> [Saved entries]
>>>>>

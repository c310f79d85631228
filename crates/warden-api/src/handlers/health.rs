//! Health check handler

use axum::{extract::State, Json};
use serde::{Deserialize, Serialize};
use std::sync::Arc;
use utoipa::ToSchema;

use crate::state::AppState;

/// Health check response
#[derive(Debug, Serialize, Deserialize, ToSchema)]
pub struct HealthResponse {
    #[schema(example = "ok")]
    pub status: String,
    pub version: String,
    pub uptime_seconds: u64,
}

/// Liveness check
#[utoipa::path(
    get,
    path = "/api/health",
    tag = "health",
    responses(
        (status = 200, description = "Service is alive", body = HealthResponse)
    )
)]
pub async fn health_check(State(state): State<Arc<AppState>>) -> Json<HealthResponse> {
    Json(HealthResponse {
        status: "ok".to_string(),
        version: env!("CARGO_PKG_VERSION").to_string(),
        uptime_seconds: state.uptime_secs(),
    })
}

<<<<<

> [Work item] Scan the lines above for the word "status" and copy every one where it occurs.

> [Your solution]
    pub status: String,
        (status = 200, description = "Service is alive", body = HealthResponse)
        status: "ok".to_string(),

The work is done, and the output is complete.